======== Data

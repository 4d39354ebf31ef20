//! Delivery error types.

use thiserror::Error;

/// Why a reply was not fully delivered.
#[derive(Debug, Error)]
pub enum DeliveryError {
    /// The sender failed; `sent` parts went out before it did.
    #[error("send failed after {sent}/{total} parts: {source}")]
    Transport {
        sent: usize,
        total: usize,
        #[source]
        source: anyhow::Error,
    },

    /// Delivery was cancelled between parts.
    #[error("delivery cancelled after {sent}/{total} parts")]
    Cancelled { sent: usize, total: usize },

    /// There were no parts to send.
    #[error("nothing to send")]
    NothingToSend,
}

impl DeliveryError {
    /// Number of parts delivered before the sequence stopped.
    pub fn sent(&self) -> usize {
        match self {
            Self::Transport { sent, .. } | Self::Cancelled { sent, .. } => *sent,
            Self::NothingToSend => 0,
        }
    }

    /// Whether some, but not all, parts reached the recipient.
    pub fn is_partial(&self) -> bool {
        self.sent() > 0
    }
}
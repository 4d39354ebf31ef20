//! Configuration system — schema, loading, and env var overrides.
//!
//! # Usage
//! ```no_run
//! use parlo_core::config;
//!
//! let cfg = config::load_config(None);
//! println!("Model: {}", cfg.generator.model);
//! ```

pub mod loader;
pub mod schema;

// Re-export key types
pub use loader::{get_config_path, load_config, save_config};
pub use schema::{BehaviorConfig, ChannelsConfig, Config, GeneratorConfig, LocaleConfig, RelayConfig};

================

Exercise instructions -
When the word "total" shows up in a line of the entries, pull that line out.

Solved exercise -
    #[error("send failed after {sent}/{total} parts: {source}")]
        total: usize,
    #[error("delivery cancelled after {sent}/{total} parts")]
    Cancelled { sent: usize, total: usize },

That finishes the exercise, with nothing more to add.